And, with plans brewing in his mind for the next night, Gabriel fell asleep.
The next night had him flying effortlessly out of the camp.
The day had been boring, pointless, and fruitless. Some basic training that he could've done blind and deaf, some Heaven-like combat sparring... Nothing useful. Like learning how to blend in properly, or a little dirty fighting. Because what Bartholomew's angels won't expect is a rough backhand. And that might keep Isda and the others alive for another damn day.
They got a new angel into their group, Manakel, who seemed too eager to get to the fighting.
Gabriel, meanwhile, had other plans. Meaner plans.
He had let his power loose a little when they had gone scouting, and had immediately fixated on Sophia, her energy burning within the base they had cased around, acting casual.
Angels acting casual was entertaining to say the least, how they had awkwardly walked in relaxed circles around areas, or sat in the same bus stop for hours at a time, staring at nothing.
Gabriel, meanwhile, had cased the building properly.
He circled it like a shadow a few times, inconspicuously far, but also closer than most. He knew where the windows and doors were. Which ones were locked, which ones weren't.
That, he didn't even need Archangel powers for. He knew how to stalk a building through the Men of Letters' training.
Brick. Unimportant. An almost complete in architectural charm. Ten floors, four windows on every floor. Patrolled regularly, five minute interval. Move fast, two minute safe zone. South windows are least defended, only one guard. Sophia's office must be on the north side, which means I'll have to be quick.
When they returned to the base, Gabriel had given basic information, enough to tip Ambriel into not attacking. Not yet.
Which gave him time.
The Trickster in him was screaming to just 'swag on in', walk through the door and distract everyone with a single trick, get to Sophie and get out before anyone noticed.

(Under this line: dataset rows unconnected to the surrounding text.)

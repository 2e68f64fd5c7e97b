use chrono::{DateTime, Utc};
use serde::{Deserialize, Serialize};

#[derive(Debug, Clone, Default, Serialize, Deserialize, PartialEq)]
#[serde(rename_all = "camelCase")]
pub struct BodyComposition {
    pub bmi: Option<f64>,
    pub body_water_pct: Option<f64>,
    pub body_fat_pct: Option<f64>,
    pub bone_mass_grams: Option<i64>,
    pub muscle_mass_grams: Option<i64>,
}

impl BodyComposition {
    pub fn is_empty(&self) -> bool {
        self.bmi.is_none()
            && self.body_water_pct.is_none()
            && self.body_fat_pct.is_none()
            && self.bone_mass_grams.is_none()
            && self.muscle_mass_grams.is_none()
    }
}

/// One measurement as reported by the remote service.
#[derive(Debug, Clone, Serialize, Deserialize, PartialEq)]
#[serde(rename_all = "camelCase")]
pub struct RawWeightEntry {
    /// `YYYY-MM-DD`
    pub calendar_date: String,
    pub weight_grams: i64,
    pub epoch_millis: i64,
    #[serde(default, skip_serializing_if = "Option::is_none")]
    pub source_type: Option<String>,
    #[serde(default, skip_serializing_if = "Option::is_none")]
    pub body_composition: Option<BodyComposition>,
}

impl RawWeightEntry {
    pub fn new(calendar_date: impl Into<String>, weight_grams: i64, epoch_millis: i64) -> Self {
        Self {
            calendar_date: calendar_date.into(),
            weight_grams,
            epoch_millis,
            source_type: None,
            body_composition: None,
        }
    }
}

/// The consumer-facing view of a measurement.
#[derive(Debug, Clone, Copy, Serialize, Deserialize, PartialEq, Eq)]
#[serde(rename_all = "camelCase")]
pub struct WeightRecord {
    pub date: DateTime<Utc>,
    pub mass_grams: i64,
}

But the Archangel in him disagreed.
Don't walk straight in. Try to avoid casualties and being seen. They can't know the danger until they're off their balance.
He went with the Archangel, turned his wings at least semi-corporeal, enough so to fly, and took off, landing on the fifth floor window ledge.

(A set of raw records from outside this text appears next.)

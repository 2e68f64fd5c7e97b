pub mod config;
pub mod discovery;
pub mod error;
pub mod models;
pub mod remote;
pub mod store;
pub mod sync;
use async_trait::async_trait;
use chrono::Utc;
use libsql::params;
use serde_json::Value;

use crate::error::{Result, SyncError};
use crate::store::connection::Database;
use crate::store::traits::KeyValueStore;

/// Durable store backed by a single `kv_store` table.
pub struct LibSqlStore {
    db: Database,
}

impl LibSqlStore {
    pub fn new(db: Database) -> Self {
        Self { db }
    }
}

#[async_trait]
impl KeyValueStore for LibSqlStore {
    async fn get(&self, key: &str) -> Result<Option<Value>> {
        let conn = self.db.connection();
        let mut rows = conn
            .query("SELECT value FROM kv_store WHERE key = ?1", params![key])
            .await
            .map_err(|e| SyncError::StoreReadFailed(format!("{key}: {e}")))?;

        let Some(row) = rows
            .next()
            .await
            .map_err(|e| SyncError::StoreReadFailed(format!("{key}: {e}")))?
        else {
            return Ok(None);
        };

        let raw: String = row
            .get(0)
            .map_err(|e| SyncError::StoreReadFailed(format!("{key}: {e}")))?;
        let value = serde_json::from_str(&raw)
            .map_err(|e| SyncError::StoreReadFailed(format!("{key}: corrupt value: {e}")))?;

        Ok(Some(value))
    }

    async fn set(&self, key: &str, value: Value) -> Result<()> {
        let raw = serde_json::to_string(&value)?;
        let now = Utc::now().to_rfc3339();

        self.db
            .connection()
            .execute(
                r#"
                INSERT INTO kv_store (key, value, updated_at) VALUES (?1, ?2, ?3)
                ON CONFLICT(key) DO UPDATE SET
                    value = excluded.value,
                    updated_at = excluded.updated_at
                "#,
                params![key, raw, now],
            )
            .await
            .map_err(|e| SyncError::StoreWriteFailed(format!("{key}: {e}")))?;

        Ok(())
    }
}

The balance required for that was something Gabriel was unused to, arms windmilling as his wings fluttered, struggling to keep purchase. Eventually, he steadied himself, sliding the point of his blade under the corner of the window, slipping it and making it lock in place, before worming his own thin, lithe body through the gap. He pulled the window closed before anyone even noticed it open.
The office he had landed in was dark and silent, which was also why he chose it. He trotted up to the door, unlocking it with a hairpin and a trick he learned from Shay, pinning one side of his hair back afterward. Who said only chicks can use these things?
Slipping silently through the halls, Gabriel started for the target that his grace had identified hours ago, avoiding all other angels with a skill that Archangels didn't have much of. The hiding, sneaking... That was all Loki. Archangel energy just heightened that skill.
"Yes ma'am. Thank you." An angel's voice floated down the hall, followed by quick-moving footsteps. A woman, rather short and of Asian heritage, walked past, vanishing around a corner.
Gabriel poked his head out before stepping back into the hallway, heading for a dark wood door, frosted windows hiding the person inside.
So Gabriel knocked.
"Yes?" Came the response.
The frequency beneath the word, undetectable to humans, gave away her identity.
Gabriel flipped his hood over his head, pulling the corners of his jacket up higher before stepping inside, closing and locking the door behind him.
"Excuse me, Dabriel, this his highly unusual behaviour-"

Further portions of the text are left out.